Cantilever · heavy top · bending worst at the base

Vertical-axis

Heavy base · low centre of mass · shaft in torsion

The same wind, two load paths. The horizontal machine fights a base bending moment that grows with height; the vertical one trades it for torsion down a shaft to a ground-level generator.

A HAWT is a vertical cantilever: fixed at the foundation, free at the top, with a heavy nacelle (hundreds of tonnes on a large machine) sitting at that free end, and wind thrust pushing on the rotor at the very top. Multiply that thrust by the tower height and the bending moment is largest at the base, exactly where the structure also has to resist overturning. It is governed by fatigue and overturning, not raw strength, and every extra metre of height makes the base moment worse.

A VAWT rearranges the problem. The heavy machinery sits at the bottom, near the foundation, dropping the centre of mass and changing the whole feel of the structure. The rotating assembly still has to be held rigid and clear of the ground, which is why you see an open steel space-frame instead of a slim tube, and the central shaft now carries torque all the way down to a ground-level generator, loaded in torsion as well as bending. Different machine, different load path, different failure modes.

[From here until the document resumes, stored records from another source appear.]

impl Controller {
    /// Controller at the Upload stage with an empty session.
    pub fn new(api: ApiClient) -> Self {
        Self {
            ui: UiState::default(),
            api,
            jobs: Jobs::new(),
            wizard: WizardController::new(),
            index: None,
            filter: FilterState::new(),
            selection: SelectionSet::new(),
            renderer: MapRenderer::new(),
        }
    }

    /// Current wizard stage.
    pub fn stage(&self) -> Stage {
        self.wizard.stage()
    }

    /// Read-only wizard access for panels that show stored payloads.
    pub fn wizard(&self) -> &WizardController {
        &self.wizard
    }

    /// True while any upload/analyze/export call is outstanding; the UI
    /// disables duplicate-triggering controls while set.
    pub fn busy(&self) -> bool {
        self.jobs.busy()
    }

    pub(crate) fn upload_pending(&self) -> bool {
        self.jobs.upload_pending()
    }

    pub(crate) fn analyze_pending(&self) -> bool {
        self.jobs.analyze_pending()
    }

    pub(crate) fn export_pending(&self) -> Option<ExportKind> {
        self.jobs.export_pending()
    }

    /// Append to the status log and mirror the entry to tracing.
    pub fn set_status(&mut self, message: impl Into<String>, tone: StatusTone) {
        let message = message.into();
        match tone {
            StatusTone::Info => tracing::info!("{message}"),
            StatusTone::Error => tracing::warn!("{message}"),
        }
        self.ui.status.push(message, tone);
    }

    /// Kick off an advisory health probe. Never blocks anything.
    pub fn request_health_probe(&mut self) {
        self.jobs.begin_health(self.api.clone());
    }

    /// Open a file dialog and upload the picked file.
    pub fn pick_and_upload(&mut self) {
        let Some(path) = rfd::FileDialog::new()
            .add_filter("Survey data", &["xlsx", "xls", "csv"])
            .pick_file()
        else {
            return;
        };
        self.upload_file(path);
    }

    /// Upload a survey file through the upload collaborator.
    pub fn upload_file(&mut self, path: PathBuf) {
        if !self.jobs.begin_upload(self.api.clone(), path.clone()) {
            self.set_status("An upload is already running", StatusTone::Info);
            return;
        }
        self.set_status(
            format!("Uploading {}…", path.display()),
            StatusTone::Info,
        );
        self.ui.upload.picked_file = Some(path);
    }

    /// Drain finished background jobs. Called once per frame.
    pub fn poll_jobs(&mut self) {
        loop {
            let message = match self.jobs.try_recv_message() {
                Ok(message) => message,
                Err(_) => break,
            };
            match message {
                JobMessage::Uploaded(result) => {
                    self.jobs.clear_upload();
                    self.apply_upload_outcome(result);
                }
                JobMessage::Analyzed(result) => {
                    self.jobs.clear_analyze();
                    self.apply_analyze_outcome(result);
                }
                JobMessage::Exported { kind, result } => {
                    self.jobs.clear_export();
                    self.apply_export_outcome(kind, result);
                }
                JobMessage::HealthChecked(healthy) => {
                    self.jobs.clear_health();
                    self.ui.status.backend_healthy = Some(healthy);
                }
            }
        }
    }

    pub(crate) fn apply_upload_outcome(&mut self, result: Result<UploadResponse, ApiError>) {
        let response = match result {
            Ok(response) => response,
            Err(err) => {
                self.set_status(err.to_string(), StatusTone::Error);
                return;
            }
        };
        let columns = response.columns.len();
        let candidates = response.tag_candidates.clone();
        match self.wizard.complete_upload(response) {
            Ok(()) => {
                self.ui.tags = Default::default();
                self.ui.tags.candidates = candidates;
                self.set_status(
                    format!(
                        "File parsed: {columns} columns, {} tag candidates",
                        self.ui.tags.candidates.len()
                    ),
                    StatusTone::Info,
                );
            }
            Err(err) => self.set_status(err.to_string(), StatusTone::Error),
        }
    }

    pub(crate) fn apply_analyze_outcome(&mut self, result: Result<AnalysisResult, ApiError>) {
        let result = match result {
            Ok(result) => result,
            Err(err) => {
                self.set_status(err.to_string(), StatusTone::Error);
                return;
            }
        };
        let points = result.data_points.len();
        let clusters = result.clusters.len();
        match self.wizard.complete_analysis(result) {
            Ok(()) => {
                self.set_status(
                    format!("Analysis complete: {points} points in {clusters} clusters"),
                    StatusTone::Info,
                );
                self.sync_map_session();
            }
            Err(err) => self.set_status(err.to_string(), StatusTone::Error),
        }
    }

    fn apply_export_outcome(&mut self, kind: ExportKind, result: Result<Vec<u8>, ApiError>) {
        let bytes = match result {
            Ok(bytes) => bytes,
            Err(err) => {
                self.set_status(err.to_string(), StatusTone::Error);
                return;
            }
        };
        let Some(path) = rfd::FileDialog::new()
            .set_file_name(kind.filename())
            .save_file()
        else {
            self.set_status(
                format!("{} export canceled", kind.label()),
                StatusTone::Info,
            );
            return;
        };
        match std::fs::write(&path, &bytes) {
            Ok(()) => {
                self.set_status(
                    format!("{} saved to {}", kind.label(), path.display()),
                    StatusTone::Info,
                );
                if let Err(err) = open::that(&path) {
                    tracing::debug!("Could not open {}: {err}", path.display());
                }
            }
            Err(err) => self.set_status(
                format!("Failed to write {}: {err}", path.display()),
                StatusTone::Error,
            ),
        }
    }

    /// Add the candidate described by the add form.
    pub fn add_tag_candidate(&mut self) {
        let text = self.ui.tags.new_text.trim().to_string();
        if text.is_empty() {
            return;
        }
        let category = Some(self.ui.tags.new_category.trim())
            .filter(|category| !category.is_empty())
            .map(|category| category.to_string());
        self.ui
            .tags
            .candidates
            .push(TagCandidate::manual(text, category));
        self.ui.tags.new_text.clear();
        self.ui.tags.new_category.clear();
        self.ui.tags.show_add_form = false;
    }

    /// Remove a candidate by its position in the unfiltered list.
    pub fn delete_tag_candidate(&mut self, index: usize) {
        if index < self.ui.tags.candidates.len() {
            self.ui.tags.candidates.remove(index);
        }
    }

    /// Finalize the edited candidates and advance to the Analysis stage.
    pub fn finalize_tags(&mut self) {
        let candidates = self.ui.tags.candidates.clone();
        match self.wizard.finalize_tags(&candidates) {
            Ok(()) => {
                self.ui.analysis = Default::default();
                self.set_status(
                    format!("{} tag rules finalized", candidates.len()),
                    StatusTone::Info,
                );
            }
            Err(err) => self.set_status(err.to_string(), StatusTone::Error),
        }
    }

    /// Stored analysis request, if the wizard has synthesized one.
    pub fn request(&self) -> Option<&AnalysisRequest> {
        self.wizard.request()
    }

    /// Mutable request for the Analysis stage's parameter widgets.
    pub fn request_mut(&mut self) -> Option<&mut AnalysisRequest> {
        self.wizard.request_mut()
    }

    /// Validate and submit the analysis request.
    pub fn run_analysis(&mut self) {
        if let Err(err) = self.wizard.validate_request() {
            self.ui.analysis.text_column_error = Some(err.to_string());
            self.set_status(err.to_string(), StatusTone::Error);
            return;
        }
        self.ui.analysis.text_column_error = None;
        let Some(request) = self.wizard.request().cloned() else {
            return;
        };
        if !self.jobs.begin_analyze(self.api.clone(), request) {
            self.set_status("An analysis is already running", StatusTone::Info);
            return;
        }
        self.set_status("Running analysis…", StatusTone::Info);
    }

    /// Request a rendered export from the backend.
    pub(crate) fn export(&mut self, kind: ExportKind) {
        if !self.jobs.begin_export(self.api.clone(), kind) {
            self.set_status("An export is already running", StatusTone::Info);
            return;
        }
        self.set_status(format!("Exporting {}…", kind.label()), StatusTone::Info);
    }

    /// Navigate to the predecessor stage.
    pub fn back(&mut self) {
        if self.jobs.busy() {
            self.set_status("Wait for the running request to finish", StatusTone::Info);
            return;
        }
        if self.wizard.back() {
            self.sync_map_session();
        }
    }

    /// Return to Upload and discard all session state.
    pub fn reset(&mut self) {
        self.wizard.reset();
        self.ui.tags = Default::default();
        self.ui.analysis = Default::default();
        self.ui.upload = Default::default();
        self.sync_map_session();
        self.set_status("Session reset", StatusTone::Info);
    }

    /// Index over the current result, if one is stored.
    pub fn index(&self) -> Option<&ResultIndex> {
        self.index.as_ref()
    }

    /// Current result, if the wizard has one.
    pub fn result(&self) -> Option<&Rc<AnalysisResult>> {
        self.wizard.result()
    }

    /// Active filter state.
    pub fn filter(&self) -> &FilterState {
        &self.filter
    }

    /// Current selection.
    pub fn selection(&self) -> &SelectionSet {
        &self.selection
    }

    /// Toggle a tag in the filter.
    pub fn toggle_tag_filter(&mut self, tag: &str) {
        self.filter.toggle_tag(tag);
    }

    /// Replace the cluster restriction.
    pub fn set_cluster_filter(&mut self, cluster: Option<i32>) {
        self.filter.set_cluster(cluster);
    }

    /// Clear both filter criteria. The selection stays untouched.
    pub fn clear_filters(&mut self) {
        self.filter.clear();
    }

    /// Empty the selection. Filters stay untouched.
    pub fn clear_selection(&mut self) {
        self.selection.clear();
    }

    /// Resolve a map click: points toggle selection, centroids are no-ops.
    pub fn click_item(&mut self, item: &SceneItemId) {
        if MapRenderer::handle_click(item, &mut self.selection) {
            if let SceneItemId::Point(id) = item {
                let state = if self.selection.contains(id) {
                    "selected"
                } else {
                    "deselected"
                };
                tracing::debug!("Point {id} {state}");
            }
        }
    }

    /// Tooltip body for a hovered map item.
    pub fn tooltip(&self, item: &SceneItemId) -> Option<String> {
        let index = self.index.as_ref()?;
        MapRenderer::tooltip(index, item)
    }

    /// Scene for the current result and filter; `None` outside a
    /// visualization session. Cloned out because the egui canvas redraws
    /// every frame while the controller stays mutable.
    pub fn scene(&mut self) -> Option<MapScene> {
        let index = self.index.as_ref()?;
        Some(self.renderer.scene(index, &self.filter).clone())
    }

    /// Rebuild or drop the map session after the stored result changed.
    ///
    /// A new result starts a fresh session: filter, selection, and viewport
    /// reset, and the previous scene is released before the next build.
    fn sync_map_session(&mut self) {
        let current = self.wizard.result().cloned();
        let stale = match (&self.index, &current) {
            (None, None) => false,
            (Some(index), Some(result)) => !Rc::ptr_eq(&index.result_rc(), result),
            _ => true,
        };
        if !stale {
            return;
        }
        self.renderer.invalidate();
        self.filter.clear();
        self.selection.clear();
        self.ui.map.reset_view();
        self.index = current.map(ResultIndex::new);
    }
}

02Why vertical stayed rare

There is a structural reason the vertical design never took over. In a VAWT every blade changes its angle to the wind continuously as it travels: advancing into the wind for half the circle, retreating for the other half. So the force on each blade, and the torque it feeds the shaft, pulses up and down twice or more on every rotation. That cyclic load is punishing on blade roots and support arms; it is a textbook fatigue problem, and it is what cracked the big experimental machines. Canada's 96-metre Éole turbine is the classic cautionary tale: an impressive structure undone by the relentless, alternating loads of vertical-axis operation.

A horizontal blade is not immune (gravity reverses its bending once per turn), but the loading is steadier, and that smoother fatigue picture is a big part of why the three-blade upwind layout became the global standard. Yield matters too: no turbine beats about 59% of the wind's energy (the Betz limit), good horizontal machines reach the mid-forties in practice, and vertical machines generally land lower because their blades spend part of every turn doing little useful work. Lower yield per dollar is why utility-scale wind went almost entirely horizontal.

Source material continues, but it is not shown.